(Beginning of RECORDS FOR THIS TASK)

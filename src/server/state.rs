use std::sync::Arc;
use std::time::{SystemTime, UNIX_EPOCH};

use org_auth::AccountsService;
use org_core_types::Namespace;
use org_registry::OrgService;
use parking_lot::RwLock;
use serde::Serialize;

/// Static facts about the running service, reported by the health endpoints.
#[derive(Clone, Debug, Serialize)]
pub struct ServiceInfo {
    #[serde(rename = "service")]
    pub name: String,
    pub version: String,
    pub build_date: &'static str,
    pub git_hash: &'static str,
    #[serde(rename = "store")]
    pub store_backend: &'static str,
}

impl ServiceInfo {
    pub fn new(
        name: impl Into<String>,
        version: impl Into<String>,
        store_backend: &'static str,
    ) -> Self {
        Self {
            name: name.into(),
            version: version.into(),
            build_date: env!("BUILD_DATE"),
            git_hash: env!("GIT_HASH"),
            store_backend,
        }
    }
}

#[derive(Clone)]
pub struct ServeState {
    orgs: Arc<dyn OrgService>,
    accounts: Arc<dyn AccountsService>,
    default_namespace: Namespace,
    info: Arc<ServiceInfo>,
    health: Arc<ServeHealth>,
}

impl ServeState {
    pub fn new(
        orgs: Arc<dyn OrgService>,
        accounts: Arc<dyn AccountsService>,
        default_namespace: Namespace,
        info: ServiceInfo,
    ) -> Self {
        Self {
            orgs,
            accounts,
            default_namespace,
            info: Arc::new(info),
            health: Arc::new(ServeHealth::default()),
        }
    }

    pub(crate) fn orgs(&self) -> &dyn OrgService {
        self.orgs.as_ref()
    }

    pub(crate) fn accounts(&self) -> &dyn AccountsService {
        self.accounts.as_ref()
    }

    pub(crate) fn default_namespace(&self) -> &Namespace {
        &self.default_namespace
    }

    pub(crate) fn info(&self) -> &ServiceInfo {
        &self.info
    }

    pub(crate) fn health(&self) -> HealthReport {
        self.health.report()
    }

    pub fn mark_live(&self) {
        self.health.mark_live();
    }

    pub fn mark_ready(&self) {
        self.health.mark_ready();
    }

    pub fn mark_unready(&self, error: impl Into<String>) {
        self.health.mark_unready(error);
    }
}

/// What `/livez`, `/readyz` and `/health` report.
#[derive(Clone, Debug, Default, Serialize)]
pub struct HealthReport {
    pub live: bool,
    pub ready: bool,
    #[serde(rename = "last_ready_check_ts")]
    pub last_ready_check: Option<u64>,
    pub last_error: Option<String>,
}

#[derive(Default)]
pub struct ServeHealth {
    report: RwLock<HealthReport>,
}

impl ServeHealth {
    pub fn mark_live(&self) {
        self.report.write().live = true;
    }

    pub fn mark_ready(&self) {
        self.record_check(None);
    }

    pub fn mark_unready(&self, error: impl Into<String>) {
        self.record_check(Some(error.into()));
    }

    pub fn report(&self) -> HealthReport {
        self.report.read().clone()
    }

    fn record_check(&self, error: Option<String>) {
        let checked_at = SystemTime::now()
            .duration_since(UNIX_EPOCH)
            .ok()
            .map(|elapsed| elapsed.as_secs());
        let mut report = self.report.write();
        report.ready = error.is_none();
        report.last_error = error;
        report.last_ready_check = checked_at;
    }
}
//! Shared test utilities and fixtures.

#![allow(dead_code)]

use column_suggest::{CorpusIndex, MatchResult, Matcher, SearchConfig};

// Re-export canonical test utilities from column_suggest::testing
pub use column_suggest::testing::{check_spans, index_for, originals, test_config, JOB_TITLES};

// ============================================================================
// CORPORA
// ============================================================================

/// A larger column of job titles with shared words, typos and accents.
pub const TITLES: &[&str] = &[
    "Software Engineer",
    "Senior Software Engineer",
    "Senior Engineer",
    "Data Scientist",
    "Data Engineer",
    "Engineering Manager",
    "Product Manager",
    "Café Münster",
    "Registered Nurse",
    "C++ Developer",
    "",
    "Nurse Practitioner",
];

// ============================================================================
// HELPERS
// ============================================================================

/// Search `values` with `config`, panicking on an invalid config.
pub fn search_with(config: SearchConfig, values: &[&str], query: &str) -> Vec<MatchResult> {
    let index = index_for(&config, values);
    Matcher::new(config)
        .expect("test config should be valid")
        .search(&index, query)
}

/// Default approximate settings with a gate low enough for short fixtures.
pub fn approximate() -> SearchConfig {
    test_config(SearchConfig::default())
}

/// Subsequence preset with a gate low enough for short fixtures.
pub fn subsequence() -> SearchConfig {
    test_config(SearchConfig::subsequence())
}

/// Both presets, for tests that must hold regardless of algorithm.
pub fn both_algorithms() -> [SearchConfig; 2] {
    [approximate(), subsequence()]
}

pub fn titles_index(config: &SearchConfig) -> CorpusIndex {
    index_for(config, TITLES)
}
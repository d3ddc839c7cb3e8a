// Copyright 2025-present Harīṣh Tummalachērla
// SPDX-License-Identifier: Apache-2.0

//! Fuzz target for whole searches.
//!
//! Arbitrary columns and queries through both algorithms: no panics, results
//! bounded and ordered, spans inside the original text.

#![no_main]

use arbitrary::Arbitrary;
use column_suggest::testing::check_spans;
use column_suggest::{CorpusIndex, Matcher, SearchConfig};
use libfuzzer_sys::fuzz_target;

#[derive(Debug, Arbitrary)]
struct SearchInput {
    cells: Vec<String>,
    query: String,
    subsequence: bool,
    tokenize: bool,
    match_all_tokens: bool,
    max_results: u8,
    threshold: u8,
}

/// Keep the first `max` characters; byte slicing could split a character.
fn truncate_chars(s: &str, max: usize) -> &str {
    match s.char_indices().nth(max) {
        Some((idx, _)) => &s[..idx],
        None => s,
    }
}

fuzz_target!(|input: SearchInput| {
    let base = if input.subsequence {
        SearchConfig::subsequence()
    } else {
        SearchConfig::default()
    };
    let config = SearchConfig {
        max_results: usize::from(input.max_results % 16) + 1,
        // [0, 0.99]; both algorithms accept that range
        threshold: f64::from(input.threshold % 100) / 100.0,
        min_char_required: 1,
        tokenize: input.tokenize,
        match_all_tokens: input.match_all_tokens,
        ..base
    };
    let Ok(matcher) = Matcher::new(config.clone()) else {
        panic!("generated config should be valid: {:?}", config);
    };

    let cells: Vec<&str> = input
        .cells
        .iter()
        .take(64)
        .map(|c| truncate_chars(c, 100))
        .collect();
    let index = CorpusIndex::build(&cells, config.normalization);
    let query = truncate_chars(&input.query, 50);

    let results = matcher.search(&index, query);

    // INVARIANT 1: bounded by max_results
    assert!(results.len() <= config.max_results);

    // INVARIANT 2: best first
    for pair in results.windows(2) {
        assert_ne!(
            config.algorithm.compare(pair[0].score, pair[1].score),
            std::cmp::Ordering::Greater,
            "results out of order: {} before {}",
            pair[0].score,
            pair[1].score
        );
    }

    // INVARIANT 3: ids point back to the cell that was shown
    for result in &results {
        assert_eq!(cells[result.record.as_usize()], result.original);
    }

    // INVARIANT 4: spans well-formed
    if let Err(violation) = check_spans(&results) {
        panic!("{} (query {:?})", violation, query);
    }

    // INVARIANT 5: a blank query finds nothing
    if query.trim().is_empty() {
        assert!(results.is_empty());
    }
});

(End of RECORDS FOR THIS TASK)

▶ **EXERCISE OBJECTIVE**: Each record above should be set down again in its exact wording.

▶ **ANSWER TO THIS TASK**:
filename src/server/state.rs
use std::sync::Arc;
use std::time::{SystemTime, UNIX_EPOCH};

use org_auth::AccountsService;
use org_core_types::Namespace;
use org_registry::OrgService;
use parking_lot::RwLock;
use serde::Serialize;

/// Static facts about the running service, reported by the health endpoints.
#[derive(Clone, Debug, Serialize)]
pub struct ServiceInfo {
    #[serde(rename = "service")]
    pub name: String,
    pub version: String,
    pub build_date: &'static str,
    pub git_hash: &'static str,
    #[serde(rename = "store")]
    pub store_backend: &'static str,
}

impl ServiceInfo {
    pub fn new(
        name: impl Into<String>,
        version: impl Into<String>,
        store_backend: &'static str,
    ) -> Self {
        Self {
            name: name.into(),
            version: version.into(),
            build_date: env!("BUILD_DATE"),
            git_hash: env!("GIT_HASH"),
            store_backend,
        }
    }
}

#[derive(Clone)]
pub struct ServeState {
    orgs: Arc<dyn OrgService>,
    accounts: Arc<dyn AccountsService>,
    default_namespace: Namespace,
    info: Arc<ServiceInfo>,
    health: Arc<ServeHealth>,
}

impl ServeState {
    pub fn new(
        orgs: Arc<dyn OrgService>,
        accounts: Arc<dyn AccountsService>,
        default_namespace: Namespace,
        info: ServiceInfo,
    ) -> Self {
        Self {
            orgs,
            accounts,
            default_namespace,
            info: Arc::new(info),
            health: Arc::new(ServeHealth::default()),
        }
    }

    pub(crate) fn orgs(&self) -> &dyn OrgService {
        self.orgs.as_ref()
    }

    pub(crate) fn accounts(&self) -> &dyn AccountsService {
        self.accounts.as_ref()
    }

    pub(crate) fn default_namespace(&self) -> &Namespace {
        &self.default_namespace
    }

    pub(crate) fn info(&self) -> &ServiceInfo {
        &self.info
    }

    pub(crate) fn health(&self) -> HealthReport {
        self.health.report()
    }

    pub fn mark_live(&self) {
        self.health.mark_live();
    }

    pub fn mark_ready(&self) {
        self.health.mark_ready();
    }

    pub fn mark_unready(&self, error: impl Into<String>) {
        self.health.mark_unready(error);
    }
}

/// What `/livez`, `/readyz` and `/health` report.
#[derive(Clone, Debug, Default, Serialize)]
pub struct HealthReport {
    pub live: bool,
    pub ready: bool,
    #[serde(rename = "last_ready_check_ts")]
    pub last_ready_check: Option<u64>,
    pub last_error: Option<String>,
}

#[derive(Default)]
pub struct ServeHealth {
    report: RwLock<HealthReport>,
}

impl ServeHealth {
    pub fn mark_live(&self) {
        self.report.write().live = true;
    }

    pub fn mark_ready(&self) {
        self.record_check(None);
    }

    pub fn mark_unready(&self, error: impl Into<String>) {
        self.record_check(Some(error.into()));
    }

    pub fn report(&self) -> HealthReport {
        self.report.read().clone()
    }

    fn record_check(&self, error: Option<String>) {
        let checked_at = SystemTime::now()
            .duration_since(UNIX_EPOCH)
            .ok()
            .map(|elapsed| elapsed.as_secs());
        let mut report = self.report.write();
        report.ready = error.is_none();
        report.last_error = error;
        report.last_ready_check = checked_at;
    }
}
//! Shared test utilities and fixtures.

#![allow(dead_code)]

use column_suggest::{CorpusIndex, MatchResult, Matcher, SearchConfig};

// Re-export canonical test utilities from column_suggest::testing
pub use column_suggest::testing::{check_spans, index_for, originals, test_config, JOB_TITLES};

// ============================================================================
// CORPORA
// ============================================================================

/// A larger column of job titles with shared words, typos and accents.
pub const TITLES: &[&str] = &[
    "Software Engineer",
    "Senior Software Engineer",
    "Senior Engineer",
    "Data Scientist",
    "Data Engineer",
    "Engineering Manager",
    "Product Manager",
    "Café Münster",
    "Registered Nurse",
    "C++ Developer",
    "",
    "Nurse Practitioner",
];

// ============================================================================
// HELPERS
// ============================================================================

/// Search `values` with `config`, panicking on an invalid config.
pub fn search_with(config: SearchConfig, values: &[&str], query: &str) -> Vec<MatchResult> {
    let index = index_for(&config, values);
    Matcher::new(config)
        .expect("test config should be valid")
        .search(&index, query)
}

/// Default approximate settings with a gate low enough for short fixtures.
pub fn approximate() -> SearchConfig {
    test_config(SearchConfig::default())
}

/// Subsequence preset with a gate low enough for short fixtures.
pub fn subsequence() -> SearchConfig {
    test_config(SearchConfig::subsequence())
}

/// Both presets, for tests that must hold regardless of algorithm.
pub fn both_algorithms() -> [SearchConfig; 2] {
    [approximate(), subsequence()]
}

pub fn titles_index(config: &SearchConfig) -> CorpusIndex {
    index_for(config, TITLES)
}
repository d3ddc839c7cb3e8a
// Copyright 2025-present Harīṣh Tummalachērla
// SPDX-License-Identifier: Apache-2.0

//! Fuzz target for whole searches.
//!
//! Arbitrary columns and queries through both algorithms: no panics, results
//! bounded and ordered, spans inside the original text.

#![no_main]

use arbitrary::Arbitrary;
use column_suggest::testing::check_spans;
use column_suggest::{CorpusIndex, Matcher, SearchConfig};
use libfuzzer_sys::fuzz_target;

#[derive(Debug, Arbitrary)]
struct SearchInput {
    cells: Vec<String>,
    query: String,
    subsequence: bool,
    tokenize: bool,
    match_all_tokens: bool,
    max_results: u8,
    threshold: u8,
}

/// Keep the first `max` characters; byte slicing could split a character.
fn truncate_chars(s: &str, max: usize) -> &str {
    match s.char_indices().nth(max) {
        Some((idx, _)) => &s[..idx],
        None => s,
    }
}

fuzz_target!(|input: SearchInput| {
    let base = if input.subsequence {
        SearchConfig::subsequence()
    } else {
        SearchConfig::default()
    };
    let config = SearchConfig {
        max_results: usize::from(input.max_results % 16) + 1,
        // [0, 0.99]; both algorithms accept that range
        threshold: f64::from(input.threshold % 100) / 100.0,
        min_char_required: 1,
        tokenize: input.tokenize,
        match_all_tokens: input.match_all_tokens,
        ..base
    };
    let Ok(matcher) = Matcher::new(config.clone()) else {
        panic!("generated config should be valid: {:?}", config);
    };

    let cells: Vec<&str> = input
        .cells
        .iter()
        .take(64)
        .map(|c| truncate_chars(c, 100))
        .collect();
    let index = CorpusIndex::build(&cells, config.normalization);
    let query = truncate_chars(&input.query, 50);

    let results = matcher.search(&index, query);

    // INVARIANT 1: bounded by max_results
    assert!(results.len() <= config.max_results);

    // INVARIANT 2: best first
    for pair in results.windows(2) {
        assert_ne!(
            config.algorithm.compare(pair[0].score, pair[1].score),
            std::cmp::Ordering::Greater,
            "results out of order: {} before {}",
            pair[0].score,
            pair[1].score
        );
    }

    // INVARIANT 3: ids point back to the cell that was shown
    for result in &results {
        assert_eq!(cells[result.record.as_usize()], result.original);
    }

    // INVARIANT 4: spans well-formed
    if let Err(violation) = check_spans(&results) {
        panic!("{} (query {:?})", violation, query);
    }

    // INVARIANT 5: a blank query finds nothing
    if query.trim().is_empty() {
        assert!(results.is_empty());
    }
});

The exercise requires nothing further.